Cal Winslow

Host, Producer

Cal Winslow is Director of the Mendocino Institute and a past Fellow in Environmental History at the University of California, Berkeley. He was trained at Antioch College and Warwick University, where he studied under the direction of the late Edward Thompson. He is a co-author with Thompson of Albion's Fatal Tree. After Warwick he worked as a warehouseman, truck driver and journalist, as a participant in and observer of the 1970’s rank-and-file workers’ rebellion in the US. He was a professor of labor studies at the Center for Worker Education, City College of New York, and he was a visiting Senior Lecturer at the Northern College for Residential Adult Education in South Yorkshire, also a visiting professor at the Evergreen State College.
His most recent book is River of Fire, Commons, Crisis and the Imagination.  He is editor of E.P. Thompson and the Making of the New Left and co-editor of Rebel Rank and File, Labor Militancy and Revolt from below During the Long 1970s. He is an author of West of Eden, Communes and Utopia in Northern California, co-edited with Iain Boal, Janferie Stone and Michael Watts. He is author of Labor’s Civil War in California and is a regular contributor to CounterPunch.
As a KZYX programmer, he has produced several public affairs reports, including the following series: “Ecology and Community,” “An Antinomian Hour,” “Berkeley’s Free Speech Movement,” “Black Lives Matter,” “Talking about Socialism,” “Where are We Now?” and “Our Hispanic Heritage.”
He lives with his family on the Mendocino Coast near Caspar. He has four children: Jessie, Samantha, Rosie and Matthew. He and his wife, Faith Simon, a Family Nurse Practitioner specializing in pediatrics, are founding members of Mendocino Parents for Peace and are associated with the Bay Area gathering Retort.

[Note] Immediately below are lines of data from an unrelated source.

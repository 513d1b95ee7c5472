use super::keywords::KeywordSet;
use crate::clock::Clock;
use crate::config::DelaysConfig;
use crate::platform::types::Post;
use crate::platform::PlatformClient;
use crate::registry;
use crate::watermark::WatermarkStore;
use anyhow::Result;
use std::path::PathBuf;
use std::time::Duration;

/// Where a pass draws its candidate posts from.
pub enum PostSource {
    /// One timeline fetch per handle in the registry document, which is
    /// re-read from disk at the start of every pass.
    Timelines { registry: PathBuf },
    /// One platform-wide search with a static query.
    Search { query: String, lang: String },
}

/// Courtesy delays applied inside a pass.
pub struct DelaySchedule {
    /// Before each repost+like.
    pub pre_engage: Duration,
    /// After each non-skipped item (search pass only; zero elsewhere).
    pub post_item: Duration,
    /// After finishing each handle's timeline (zero for the search pass).
    pub post_batch: Duration,
}

/// One fetch-filter-engage pass over a single source. The three configured
/// passes are instances of this type; their behavioral differences are
/// explicit switches rather than separate code paths.
pub struct EngagementPass {
    pub name: &'static str,
    source: PostSource,
    /// Skip the post whose id equals the loaded watermark exactly. Only the
    /// instructor pass carries this boundary exclusion; the club pass does
    /// not, and that asymmetry is preserved as specified behavior.
    exclude_watermark_id: bool,
    /// Skip results authored by the bot's own account (search pass).
    exclude_self: bool,
    /// Engage only on keyword match. The search pass leaves filtering to the
    /// query string and engages every non-skipped result.
    keyword_filtered: bool,
    delays: DelaySchedule,
}

/// What a pass did, with the collected ids as an explicit return value
/// rather than shared state.
#[derive(Debug, Default)]
pub struct PassOutcome {
    /// Ids of every non-skipped post, engaged or not.
    pub collected: Vec<u64>,
    pub engaged: usize,
    pub failed: usize,
}

impl PassOutcome {
    pub fn high_water(&self) -> Option<u64> {
        self.collected.iter().copied().max()
    }
}

impl EngagementPass {
    pub fn instructor_timelines(registry: PathBuf, delays: &DelaysConfig) -> Self {
        Self {
            name: "instructor-timelines",
            source: PostSource::Timelines { registry },
            exclude_watermark_id: true,
            exclude_self: false,
            keyword_filtered: true,
            delays: DelaySchedule {
                pre_engage: Duration::from_secs(delays.pre_engage_timeline_s),
                post_item: Duration::ZERO,
                post_batch: Duration::from_secs(delays.post_handle_instructor_s),
            },
        }
    }

    pub fn club_timelines(registry: PathBuf, delays: &DelaysConfig) -> Self {
        Self {
            name: "club-timelines",
            source: PostSource::Timelines { registry },
            exclude_watermark_id: false,
            exclude_self: false,
            keyword_filtered: true,
            delays: DelaySchedule {
                pre_engage: Duration::from_secs(delays.pre_engage_timeline_s),
                post_item: Duration::ZERO,
                post_batch: Duration::from_secs(delays.post_handle_club_s),
            },
        }
    }

    pub fn keyword_search(query: String, lang: String, delays: &DelaysConfig) -> Self {
        Self {
            name: "keyword-search",
            source: PostSource::Search { query, lang },
            exclude_watermark_id: false,
            exclude_self: true,
            keyword_filtered: false,
            delays: DelaySchedule {
                pre_engage: Duration::from_secs(delays.pre_engage_search_s),
                post_item: Duration::from_secs(delays.post_result_search_s),
                post_batch: Duration::ZERO,
            },
        }
    }

    /// Run one pass: load the watermark, fetch and process every batch, then
    /// persist the maximum collected id (if any). Fetch and registry errors
    /// propagate and abort the run; engagement errors are logged per item and
    /// the pass continues.
    pub async fn run(
        &self,
        client: &dyn PlatformClient,
        clock: &dyn Clock,
        store: &WatermarkStore,
        keywords: &KeywordSet,
        self_id: u64,
    ) -> Result<PassOutcome> {
        let since_id = store.load()?;
        let mut outcome = PassOutcome::default();

        match &self.source {
            PostSource::Timelines { registry } => {
                let handles = registry::load_handles(registry)?;
                for handle in &handles {
                    let posts = client.user_timeline(handle, since_id).await?;
                    self.process_batch(client, clock, keywords, self_id, since_id, posts, &mut outcome)
                        .await;
                    clock.sleep(self.delays.post_batch).await;
                    tracing::info!(pass = self.name, handle = handle.as_str(), "done checking timeline");
                }
            }
            PostSource::Search { query, lang } => {
                let posts = client.search(query, since_id, lang).await?;
                self.process_batch(client, clock, keywords, self_id, since_id, posts, &mut outcome)
                    .await;
            }
        }

        if let Some(high) = outcome.high_water() {
            store.save(high)?;
        }

        Ok(outcome)
    }

    /// Process one batch of posts, oldest first (the platform delivers
    /// newest-first, so the batch is reversed here).
    #[allow(clippy::too_many_arguments)]
    async fn process_batch(
        &self,
        client: &dyn PlatformClient,
        clock: &dyn Clock,
        keywords: &KeywordSet,
        self_id: u64,
        since_id: u64,
        posts: Vec<Post>,
        outcome: &mut PassOutcome,
    ) {
        for post in posts.into_iter().rev() {
            if post.is_reply() {
                continue;
            }
            if self.exclude_watermark_id && post.id == since_id {
                continue;
            }
            if self.exclude_self && post.user.id == self_id {
                continue;
            }

            let should_engage = !self.keyword_filtered || keywords.matches(&post.text);
            if should_engage {
                tracing::info!(
                    pass = self.name,
                    id = post.id,
                    author = post.user.handle.as_str(),
                    posted_at = post.created_at.map(|t| t.to_rfc3339()).as_deref(),
                    "found a new post"
                );
                clock.sleep(self.delays.pre_engage).await;
                match engage(client, post.id).await {
                    Ok(()) => {
                        outcome.engaged += 1;
                        tracing::info!(
                            pass = self.name,
                            id = post.id,
                            author = post.user.handle.as_str(),
                            "reposted and liked"
                        );
                    }
                    Err(e) => {
                        outcome.failed += 1;
                        tracing::error!(
                            pass = self.name,
                            id = post.id,
                            author = post.user.handle.as_str(),
                            error = %format!("{:#}", e),
                            "engagement failed"
                        );
                    }
                }
            }

            clock.sleep(self.delays.post_item).await;
            outcome.collected.push(post.id);
        }
    }
}

/// The combined engagement action. A repost failure short-circuits the like,
/// matching the single guarded block the behavior is specified with.
async fn engage(client: &dyn PlatformClient, post_id: u64) -> Result<()> {
    client.repost(post_id).await?;
    client.like(post_id).await
}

DACA, or Deferred Action on Childhood Arrivals, the program that allowed certain undocumented immigrants who arrived in the United States as minors – known as Dreamers – to remain in the country and work or attend school legally, is threatened by President Trump and the Republicans in Congress. Laura Enriquez, Professor of Latino Studies at UC Irvine, explains DACA, and The Dream Act, and how it benefits communities, our society as a whole, and the urgent need to defend this legislation.

This month Ana Loreto Rojas joins Cal Winslow to co-host “Talking about California.” Together they are presenting a special series marking Hispanic Heritage Month focusing on today’s crisis: The Trump presidency and its attacks on millions of workers and their families. This attack is best symbolized by Trump's vilification of Mexicans – and by implication all Latinos – and by his revoking of President Obama's Deferred Action for Childhood Arrivals program known as DACA and his supporters’ racist chant, “Build that wall.”